*YOUR ASSIGNMENT:*
Locate the word "bytes" in the data below, then copy every line that holds it.

*INPUT:*
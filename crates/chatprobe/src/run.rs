use std::sync::Arc;

use futures::StreamExt as _;
use tokio::sync::{mpsc, oneshot, watch};
use tracing::{debug, warn};
use uuid::Uuid;

use crate::decode::LineDecoder;
use crate::errors::StreamError;
use crate::event::DeltaEvent;
use crate::request::{StreamOptions, StreamRequest};
use crate::state::{StreamState, Terminal};
use crate::transport::Transport;

/// Handle used to request cancellation of a running stream.
///
/// Cancellation is cooperative: the run task observes the signal at its next
/// suspension point, fixes the terminal state to `Cancelled`, and stops
/// reading. It is never reported as a transport error.
#[derive(Clone, Debug)]
pub struct StopHandle {
    tx: watch::Sender<bool>,
}

impl StopHandle {
    /// Requests cancellation. Idempotent.
    pub fn stop(&self) {
        let _ = self.tx.send(true);
    }
}

/// Streaming handle for one chat-completion run.
///
/// Use `next_state()` to consume cumulative snapshots as they arrive and
/// `finish()` to obtain the terminal result after the last snapshot.
#[derive(Debug)]
pub struct ChatStream {
    request_id: Uuid,
    rx: mpsc::Receiver<StreamState>,
    final_rx: oneshot::Receiver<Result<StreamState, StreamError>>,
    stop_handle: StopHandle,
    saw_terminal: bool,
}

impl ChatStream {
    /// Returns the id attached to this run's log lines.
    pub fn request_id(&self) -> Uuid {
        self.request_id
    }

    /// Returns a handle that can cancel the run.
    pub fn stop_handle(&self) -> StopHandle {
        self.stop_handle.clone()
    }

    /// Requests cancellation of this run.
    pub fn stop(&self) {
        self.stop_handle.stop();
    }

    /// Waits for and returns the next state snapshot.
    ///
    /// Returns `None` after the snapshot channel is closed.
    pub async fn next_state(&mut self) -> Option<StreamState> {
        let snapshot = self.rx.recv().await;
        if let Some(state) = &snapshot
            && state.is_terminal()
        {
            self.saw_terminal = true;
        }
        snapshot
    }

    /// Drains the stream (if needed) and returns the terminal state.
    ///
    /// Cancellation is a successful outcome here: the returned state carries
    /// `Terminal::Cancelled`. Only rejected requests and transport failures
    /// surface as errors.
    pub async fn finish(mut self) -> Result<StreamState, StreamError> {
        while !self.saw_terminal {
            match self.rx.recv().await {
                Some(state) if state.is_terminal() => self.saw_terminal = true,
                Some(_) => {}
                None => break,
            }
        }

        match self.final_rx.await {
            Ok(result) => result,
            Err(_) => Err(StreamError::transport(
                "run task ended without a final result",
            )),
        }
    }
}

pub(crate) fn start_stream(
    transport: Arc<dyn Transport>,
    request: StreamRequest,
    options: StreamOptions,
) -> (ChatStream, StopHandle) {
    let (tx, rx) = mpsc::channel(options.snapshot_buffer_capacity);
    let (final_tx, final_rx) = oneshot::channel();
    let (stop_tx, stop_rx) = watch::channel(false);
    let stop_handle = StopHandle { tx: stop_tx };
    let request_id = Uuid::new_v4();

    tokio::spawn(run_task(
        transport, request, options, request_id, tx, final_tx, stop_rx,
    ));

    let stream = ChatStream {
        request_id,
        rx,
        final_rx,
        stop_handle: stop_handle.clone(),
        saw_terminal: false,
    };
    (stream, stop_handle)
}

/// Resolves once cancellation has been requested.
async fn stop_requested(rx: &mut watch::Receiver<bool>) {
    loop {
        if *rx.borrow_and_update() {
            return;
        }
        if rx.changed().await.is_err() {
            // Every stop handle is gone; the run can no longer be cancelled.
            futures::future::pending::<()>().await;
        }
    }
}

async fn run_task(
    transport: Arc<dyn Transport>,
    request: StreamRequest,
    options: StreamOptions,
    request_id: Uuid,
    tx: mpsc::Sender<StreamState>,
    final_tx: oneshot::Sender<Result<StreamState, StreamError>>,
    mut stop_rx: watch::Receiver<bool>,
) {
    let mut state = StreamState::new();

    // Both suspension points, the connect and every chunk read, race against
    // the stop signal. `biased` keeps the check exact: a pending stop wins
    // over an already-buffered chunk.
    let opened = tokio::select! {
        biased;
        _ = stop_requested(&mut stop_rx) => {
            debug!(request_id = %request_id, "run stopped before connect");
            state.finish(Terminal::Cancelled);
            let _ = tx.send(state.clone()).await;
            let _ = final_tx.send(Ok(state));
            return;
        }
        opened = transport.open(&request, &options) => opened,
    };

    let mut bytes = match opened {
        Ok(stream) => stream,
        Err(err) => {
            debug!(request_id = %request_id, error = %err, "stream request failed before streaming");
            state.finish(Terminal::Errored(err.message()));
            let _ = tx.send(state.clone()).await;
            let _ = final_tx.send(Err(err));
            return;
        }
    };

    state.is_streaming = true;
    debug!(request_id = %request_id, model = %request.model, "chat completion stream accepted");
    if tx.send(state.clone()).await.is_err() {
        // Consumer dropped its handle; abandon the run.
        let _ = final_tx.send(Err(StreamError::Cancelled));
        return;
    }

    let mut decoder = LineDecoder::new();
    loop {
        tokio::select! {
            biased;
            _ = stop_requested(&mut stop_rx) => {
                debug!(request_id = %request_id, "run cancelled by caller");
                state.finish(Terminal::Cancelled);
                let _ = tx.send(state.clone()).await;
                let _ = final_tx.send(Ok(state));
                return;
            }
            next = bytes.next() => match next {
                Some(Ok(chunk)) => {
                    let events = decoder.push_chunk(&chunk);
                    if events.is_empty() {
                        continue;
                    }
                    for event in &events {
                        if let DeltaEvent::Malformed(raw) = event {
                            warn!(request_id = %request_id, raw = %raw, "skipping malformed stream frame");
                        }
                        state.apply(event);
                    }
                    // One snapshot per chunk, after all of its complete lines.
                    if tx.send(state.clone()).await.is_err() {
                        let _ = final_tx.send(Err(StreamError::Cancelled));
                        return;
                    }
                }
                Some(Err(err)) => {
                    debug!(request_id = %request_id, error = %err, "stream read failed");
                    state.finish(Terminal::Errored(err.message()));
                    let _ = tx.send(state.clone()).await;
                    let _ = final_tx.send(Err(err));
                    return;
                }
                None => {
                    state.apply(&DeltaEvent::StreamEnd);
                    debug!(
                        request_id = %request_id,
                        malformed = decoder.malformed_frames(),
                        "stream completed"
                    );
                    let _ = tx.send(state.clone()).await;
                    let _ = final_tx.send(Ok(state));
                    return;
                }
            }
        }
    }
}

*WRITTEN RESPONSE:*
    let mut bytes = match opened {
            next = bytes.next() => match next {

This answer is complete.